All lines from the one containing "self.generic = Some(generic.into());" through the end of the data below are to be transcribed exactly. Leave out the rest.

EXTRACTED MATERIAL Start Marker

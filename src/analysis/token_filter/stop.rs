//! Stop word filter.

use std::sync::Arc;

use ahash::AHashSet;

use crate::analysis::token::TokenStream;
use crate::analysis::token_filter::Filter;
use crate::error::Result;

const DEFAULT_ENGLISH_STOP_WORDS: &[&str] = &[
    "a", "an", "and", "are", "as", "at", "be", "but", "by", "for", "if", "in", "into", "is", "it",
    "no", "not", "of", "on", "or", "such", "that", "the", "their", "then", "there", "these",
    "they", "this", "to", "was", "will", "with",
];

/// Marks tokens found in a stop word set. Stopped tokens are skipped at index
/// and query time but keep their position.
#[derive(Clone, Debug)]
pub struct StopFilter {
    stop_words: Arc<AHashSet<String>>,
}

impl StopFilter {
    /// English stop words.
    pub fn new() -> Self {
        Self::from_words(DEFAULT_ENGLISH_STOP_WORDS.iter().copied())
    }

    pub fn from_words<I, S>(words: I) -> Self
    where
        I: IntoIterator<Item = S>,
        S: Into<String>,
    {
        StopFilter {
            stop_words: Arc::new(words.into_iter().map(Into::into).collect()),
        }
    }

    pub fn is_stop_word(&self, word: &str) -> bool {
        self.stop_words.contains(word)
    }
}

impl Default for StopFilter {
    fn default() -> Self {
        Self::new()
    }
}

impl Filter for StopFilter {
    fn filter(&self, tokens: TokenStream) -> Result<TokenStream> {
        let stop_words = Arc::clone(&self.stop_words);
        Ok(Box::new(tokens.map(move |token| {
            if stop_words.contains(&token.text) {
                token.stop()
            } else {
                token
            }
        })))
    }

    fn name(&self) -> &'static str {
        "stop"
    }
}
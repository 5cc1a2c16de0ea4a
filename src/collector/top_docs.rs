//! Bounded top-N collection by score or by sort fields.

use std::cmp::Ordering;
use std::collections::BinaryHeap;
use std::sync::Arc;

use crate::collector::Collector;
use crate::error::{PikeError, Result};
use crate::index::segment::SegmentReader;
use crate::query::definition::{SortDirection, SortField};
use crate::query::result::{SortKey, compare_keys};
use crate::schema::{FieldMap, FieldTypeInstance};

#[derive(Debug, Clone)]
enum SortSource {
    Score,
    Field(Arc<FieldTypeInstance>),
}

/// A collected document.
#[derive(Debug, Clone)]
pub struct RankedDoc {
    /// Global doc number within the snapshot.
    pub doc: u64,
    pub score: f32,
    pub keys: Vec<SortKey>,
    directions: Arc<[SortDirection]>,
}

impl PartialEq for RankedDoc {
    fn eq(&self, other: &Self) -> bool {
        self.cmp(other) == Ordering::Equal
    }
}

impl Eq for RankedDoc {}

impl PartialOrd for RankedDoc {
    fn partial_cmp(&self, other: &Self) -> Option<Ordering> {
        Some(self.cmp(other))
    }
}

impl Ord for RankedDoc {
    // Less ranks first, so the heap's top is the worst kept document.
    fn cmp(&self, other: &Self) -> Ordering {
        compare_keys(&self.keys, &other.keys, &self.directions).then_with(|| self.doc.cmp(&other.doc))
    }
}

/// Keeps the best `size` documents and counts every match.
#[derive(Debug)]
pub struct TopDocsCollector {
    size: usize,
    sources: Vec<SortSource>,
    directions: Arc<[SortDirection]>,
    heap: BinaryHeap<RankedDoc>,
    total_hits: u64,
    segment: Option<Arc<SegmentReader>>,
    doc_base: u64,
}

impl TopDocsCollector {
    /// Rank by descending score.
    pub fn by_score(size: usize) -> Self {
        Self::with_sources(size, vec![SortSource::Score], vec![SortDirection::Desc])
    }

    /// Rank by `sort`; unknown or unsortable fields are query errors.
    pub fn by_fields(size: usize, sort: &[SortField], field_map: &FieldMap) -> Result<Self> {
        if sort.is_empty() {
            return Ok(Self::by_score(size));
        }
        let mut sources = Vec::with_capacity(sort.len());
        for field in sort {
            if field.is_score() {
                sources.push(SortSource::Score);
                continue;
            }
            let instance = field_map.require(&field.field)?;
            if !instance.is_sortable() {
                return Err(PikeError::query(format!(
                    "The field {} is not sortable",
                    field.field
                )));
            }
            sources.push(SortSource::Field(Arc::clone(instance)));
        }
        let directions = sort.iter().map(SortField::effective_direction).collect();
        Ok(Self::with_sources(size, sources, directions))
    }

    fn with_sources(size: usize, sources: Vec<SortSource>, directions: Vec<SortDirection>) -> Self {
        TopDocsCollector {
            size,
            sources,
            directions: directions.into(),
            heap: BinaryHeap::with_capacity(size.min(1024) + 1),
            total_hits: 0,
            segment: None,
            doc_base: 0,
        }
    }

    pub fn total_hits(&self) -> u64 {
        self.total_hits
    }

    /// Kept documents, best first.
    pub fn into_ranked(self) -> Vec<RankedDoc> {
        self.heap.into_sorted_vec()
    }
}

impl Collector for TopDocsCollector {
    fn set_segment(&mut self, segment: &Arc<SegmentReader>, doc_base: u64) -> Result<()> {
        self.segment = Some(Arc::clone(segment));
        self.doc_base = doc_base;
        Ok(())
    }

    fn collect(&mut self, doc: u32, score: f32) -> Result<()> {
        self.total_hits += 1;
        if self.size == 0 {
            return Ok(());
        }
        let segment = self
            .segment
            .as_ref()
            .ok_or_else(|| PikeError::other("collect called before set_segment"))?;

        let keys = self
            .sources
            .iter()
            .map(|source| match source {
                SortSource::Score => SortKey::Score(score),
                SortSource::Field(instance) => SortKey::Value(
                    segment
                        .doc_value(instance.name(), doc)
                        .and_then(|value| instance.sort_key(value)),
                ),
            })
            .collect();
        let candidate = RankedDoc {
            doc: self.doc_base + doc as u64,
            score,
            keys,
            directions: Arc::clone(&self.directions),
        };

        if self.heap.len() < self.size {
            self.heap.push(candidate);
        } else if let Some(worst) = self.heap.peek() {
            if candidate < *worst {
                self.heap.pop();
                self.heap.push(candidate);
            }
        }
        Ok(())
    }

    fn needs_scores(&self) -> bool {
        self.sources.iter().any(|s| matches!(s, SortSource::Score))
    }
}

#[cfg(test)]
mod tests {
    use super::*;
    use crate::analysis::catalog::AnalyzerCatalog;
    use crate::document::indexable::{DocValue, IndexableField};
    use crate::index::manifest::SegmentMeta;
    use crate::index::segment::SegmentBuilder;
    use crate::schema::{FieldDeclaration, FieldTemplate};

    fn segment(prices: &[Option<i64>]) -> Arc<SegmentReader> {
        let mut builder = SegmentBuilder::new();
        for (i, price) in prices.iter().enumerate() {
            let fields: Vec<IndexableField> = price
                .iter()
                .map(|p| IndexableField::DocValue {
                    field: "price".into(),
                    value: DocValue::Long(*p),
                })
                .collect();
            builder.add_document(&format!("d{i}"), &fields);
        }
        let data = builder.build();
        Arc::new(SegmentReader::new(SegmentMeta::new(1, prices.len() as u32), Arc::new(data)))
    }

    #[test]
    fn test_top_by_score() {
        let mut collector = TopDocsCollector::by_score(2);
        collector.set_segment(&segment(&[None; 4]), 10).unwrap();
        for (doc, score) in [(0, 0.5), (1, 2.0), (2, 1.0), (3, 2.0)] {
            collector.collect(doc, score).unwrap();
        }

        assert_eq!(collector.total_hits(), 4);
        let docs: Vec<u64> = collector.into_ranked().iter().map(|d| d.doc).collect();
        // equal scores rank by doc number
        assert_eq!(docs, vec![11, 13]);
    }

    #[test]
    fn test_top_by_field_missing_last() {
        let map = FieldMap::compile(
            vec![
                FieldDeclaration::new("price", FieldTemplate::LongValue),
                FieldDeclaration::new("title", FieldTemplate::Text),
            ],
            AnalyzerCatalog::new(),
        )
        .unwrap();

        let mut collector = TopDocsCollector::by_fields(3, &[SortField::desc("price")], &map).unwrap();
        assert!(!collector.needs_scores());
        collector
            .set_segment(&segment(&[Some(3), None, Some(9), Some(1)]), 0)
            .unwrap();
        for doc in 0..4 {
            collector.collect(doc, 0.0).unwrap();
        }
        let docs: Vec<u64> = collector.into_ranked().iter().map(|d| d.doc).collect();
        assert_eq!(docs, vec![2, 0, 3]);

        assert!(matches!(
            TopDocsCollector::by_fields(3, &[SortField::asc("title")], &map),
            Err(PikeError::Query(_))
        ));
        assert!(TopDocsCollector::by_fields(3, &[SortField::asc("nope")], &map).is_err());
    }
}
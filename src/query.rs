//! Query definitions and their execution against segments.
//!
//! A [`QueryDefinition`] arrives as JSON or is built in code. Before any scan
//! its predicate is resolved against the active
//! [`FieldMap`](crate::schema::FieldMap) into a [`resolved::ResolvedQuery`];
//! unknown fields fail there with a query error.

pub mod definition;
pub mod matcher;
pub mod predicate;
pub mod resolved;
pub mod result;
pub mod scorer;

pub use definition::{
    CollectorRequest, FacetRequest, FunctionKind, FunctionRequest, Operator, QueryDefinition,
    SortDirection, SortField,
};
pub use predicate::{BoolQuery, Query};
pub use result::{ResultDefinition, ResultDocument};
#[cfg(test)]
mod tests {
    use super::*;
    use crate::analysis::catalog::AnalyzerCatalog;
    use crate::schema::declaration::CustomOptions;

    fn encode(instance: &FieldTypeInstance, value: FieldValue) -> Vec<IndexableField> {
        let mut out = Vec::new();
        instance.encode(&value, &mut out).unwrap();
        out
    }

    #[test]
    fn test_text_encoding() {
        let analyzer = AnalyzerCatalog::new().resolve("standard").unwrap();
        let instance = FieldTypeInstance::build(
            FieldDeclaration::new("title", FieldTemplate::Text).stored(true),
            Some(analyzer),
        )
        .unwrap();

        let fields = encode(&instance, "The Red Wine".into());
        assert_eq!(
            fields,
            vec![
                IndexableField::Tokens {
                    field: "title".into(),
                    terms: vec!["red".into(), "wine".into()]
                },
                IndexableField::Stored {
                    field: "title".into(),
                    value: "The Red Wine".into()
                },
            ]
        );
        assert!(!instance.has_terms());
        assert!(!instance.is_sortable());
    }

    #[test]
    fn test_double_value_sort_key_and_display() {
        let instance =
            FieldTypeInstance::build(FieldDeclaration::new("price", FieldTemplate::DoubleValue), None)
                .unwrap();

        let fields = encode(&instance, FieldValue::Integer(3));
        assert_eq!(
            fields,
            vec![IndexableField::DocValue {
                field: "price".into(),
                value: DocValue::Double(3.0)
            }]
        );

        let low = instance.sort_key(&DocValue::Double(-1.5)).unwrap();
        let high = instance.sort_key(&DocValue::Double(2.0)).unwrap();
        assert!(low < high);
        assert_eq!(instance.convert(&DocValue::Double(2.0)), FieldValue::Float(2.0));
    }

    #[test]
    fn test_point_terms_match_encoding() {
        let instance =
            FieldTypeInstance::build(FieldDeclaration::new("year", FieldTemplate::LongPoint), None)
                .unwrap();

        let fields = encode(&instance, FieldValue::Text("2020".into()));
        let term = instance.term(&FieldValue::Integer(2020)).unwrap().unwrap();
        assert!(fields.contains(&IndexableField::Term {
            field: "year".into(),
            term
        }));
        assert!(fields.contains(&IndexableField::Point {
            field: "year".into(),
            value: 2020
        }));

        let mut out = Vec::new();
        assert!(matches!(
            instance.encode(&FieldValue::Text("soon".into()), &mut out),
            Err(PikeError::Document(_))
        ));
    }

    #[test]
    fn test_facet_string() {
        let instance = FieldTypeInstance::build(
            FieldDeclaration::new("category", FieldTemplate::SortedString).facet(true),
            None,
        )
        .unwrap();

        let fields = encode(&instance, "wine".into());
        assert!(fields.contains(&IndexableField::FacetLabel {
            dim: "category".into(),
            label: "wine".into()
        }));
        assert_eq!(
            instance.sort_key(&DocValue::Bytes(b"wine".to_vec())),
            Some(SortValue::Bytes(b"wine".to_vec()))
        );
    }

    #[test]
    fn test_unsupported_combinations() {
        let facet_on_long = FieldDeclaration::new("n", FieldTemplate::LongValue).facet(true);
        assert!(matches!(
            FieldTypeInstance::build(facet_on_long, None),
            Err(PikeError::Schema(_))
        ));

        let empty_custom = FieldDeclaration::new("c", FieldTemplate::Custom);
        assert!(FieldTypeInstance::build(empty_custom, None).is_err());

        let useless = FieldDeclaration::new("c", FieldTemplate::Custom).custom(CustomOptions::default());
        assert!(FieldTypeInstance::build(useless, None).is_err());

        let analyzed_string = FieldDeclaration::new("s", FieldTemplate::String).analyzer("standard");
        assert!(FieldTypeInstance::build(analyzed_string, None).is_err());
    }

    #[test]
    fn test_custom_long_column_with_point() {
        let instance = FieldTypeInstance::build(
            FieldDeclaration::new("rank", FieldTemplate::Custom).custom(CustomOptions {
                point: Some(NumericKind::Long),
                doc_values: Some(ValueKind::Long),
                ..CustomOptions::default()
            }),
            None,
        )
        .unwrap();

        assert!(instance.is_sortable());
        assert_eq!(instance.point_kind(), Some(NumericKind::Long));
        assert_eq!(encode(&instance, FieldValue::Integer(5)).len(), 3);
    }
}
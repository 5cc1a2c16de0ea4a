//! Field declarations, as written by users and persisted in `fields.json`.

use serde::{Deserialize, Serialize};

/// The type tag of a field.
#[derive(Debug, Clone, Copy, PartialEq, Eq, Serialize, Deserialize)]
#[serde(rename_all = "snake_case")]
pub enum FieldTemplate {
    /// Analyzed full text, scored with BM25.
    Text,
    /// One exact, unanalyzed term.
    String,
    /// Exact term plus a sortable byte column.
    SortedString,
    /// Signed 64-bit point, for exact and range matching.
    LongPoint,
    /// Double point, for exact and range matching.
    DoublePoint,
    /// Signed 64-bit column, for sorting and aggregation.
    LongValue,
    /// Double column, for sorting and aggregation.
    DoubleValue,
    /// Facet labels only.
    Facet,
    /// Stored only, never indexed.
    Stored,
    /// Capabilities picked by [`CustomOptions`].
    Custom,
}

impl FieldTemplate {
    pub fn name(&self) -> &'static str {
        match self {
            FieldTemplate::Text => "text",
            FieldTemplate::String => "string",
            FieldTemplate::SortedString => "sorted_string",
            FieldTemplate::LongPoint => "long_point",
            FieldTemplate::DoublePoint => "double_point",
            FieldTemplate::LongValue => "long_value",
            FieldTemplate::DoubleValue => "double_value",
            FieldTemplate::Facet => "facet",
            FieldTemplate::Stored => "stored",
            FieldTemplate::Custom => "custom",
        }
    }
}

#[derive(Debug, Clone, Copy, PartialEq, Eq, Serialize, Deserialize)]
#[serde(rename_all = "snake_case")]
pub enum NumericKind {
    Long,
    Double,
}

#[derive(Debug, Clone, Copy, PartialEq, Eq, Serialize, Deserialize)]
#[serde(rename_all = "snake_case")]
pub enum ValueKind {
    Long,
    Double,
    Bytes,
}

/// Options of a [`FieldTemplate::Custom`] field.
#[derive(Debug, Clone, Default, PartialEq, Eq, Serialize, Deserialize)]
#[serde(default)]
pub struct CustomOptions {
    /// Analyze the value into scored terms.
    pub tokenized: bool,

    /// Index the value as one exact term.
    pub indexed: bool,

    /// Numeric point for range matching.
    #[serde(skip_serializing_if = "Option::is_none")]
    pub point: Option<NumericKind>,

    /// Column value for sorting and aggregation.
    #[serde(skip_serializing_if = "Option::is_none")]
    pub doc_values: Option<ValueKind>,
}

/// Declaration of one concrete field.
#[derive(Debug, Clone, PartialEq, Serialize, Deserialize)]
pub struct FieldDeclaration {
    /// Concrete field name, unique within a schema.
    pub name: String,

    /// Generic name shared by a group of concrete fields.
    #[serde(default, skip_serializing_if = "Option::is_none")]
    pub generic: Option<String>,

    pub template: FieldTemplate,

    #[serde(default)]
    pub stored: bool,

    /// Index analyzer.
    #[serde(default, skip_serializing_if = "Option::is_none")]
    pub analyzer: Option<String>,

    /// Query analyzer. Defaults to the index analyzer.
    #[serde(default, skip_serializing_if = "Option::is_none")]
    pub query_analyzer: Option<String>,

    /// Count values of this field as facet labels.
    #[serde(default)]
    pub facet: bool,

    #[serde(default, skip_serializing_if = "Option::is_none")]
    pub custom: Option<CustomOptions>,
}

impl FieldDeclaration {
    pub fn new<S: Into<String>>(name: S, template: FieldTemplate) -> Self {
        FieldDeclaration {
            name: name.into(),
            generic: None,
            template,
            stored: false,
            analyzer: None,
            query_analyzer: None,
            facet: false,
            custom: None,
        }
    }

    pub fn stored(mut self, stored: bool) -> Self {
        self.stored = stored;
        self
    }

    pub fn generic<S: Into<String>>(mut self, generic: S) -> Self {
        self.generic = Some(generic.into());
        self
    }

    pub fn analyzer<S: Into<String>>(mut self, analyzer: S) -> Self {
        self.analyzer = Some(analyzer.into());
        self
    }

    pub fn query_analyzer<S: Into<String>>(mut self, analyzer: S) -> Self {
        self.query_analyzer = Some(analyzer.into());
        self
    }

    pub fn facet(mut self, facet: bool) -> Self {
        self.facet = facet;
        self
    }

    pub fn custom(mut self, options: CustomOptions) -> Self {
        self.template = FieldTemplate::Custom;
        self.custom = Some(options);
        self
    }
}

EXTRACTED MATERIAL End Marker

§ **RESPONSE AREA**:
        self.generic = Some(generic.into());
        self
    }

    pub fn analyzer<S: Into<String>>(mut self, analyzer: S) -> Self {
        self.analyzer = Some(analyzer.into());
        self
    }

    pub fn query_analyzer<S: Into<String>>(mut self, analyzer: S) -> Self {
        self.query_analyzer = Some(analyzer.into());
        self
    }

    pub fn facet(mut self, facet: bool) -> Self {
        self.facet = facet;
        self
    }

    pub fn custom(mut self, options: CustomOptions) -> Self {
        self.template = FieldTemplate::Custom;
        self.custom = Some(options);
        self
    }
}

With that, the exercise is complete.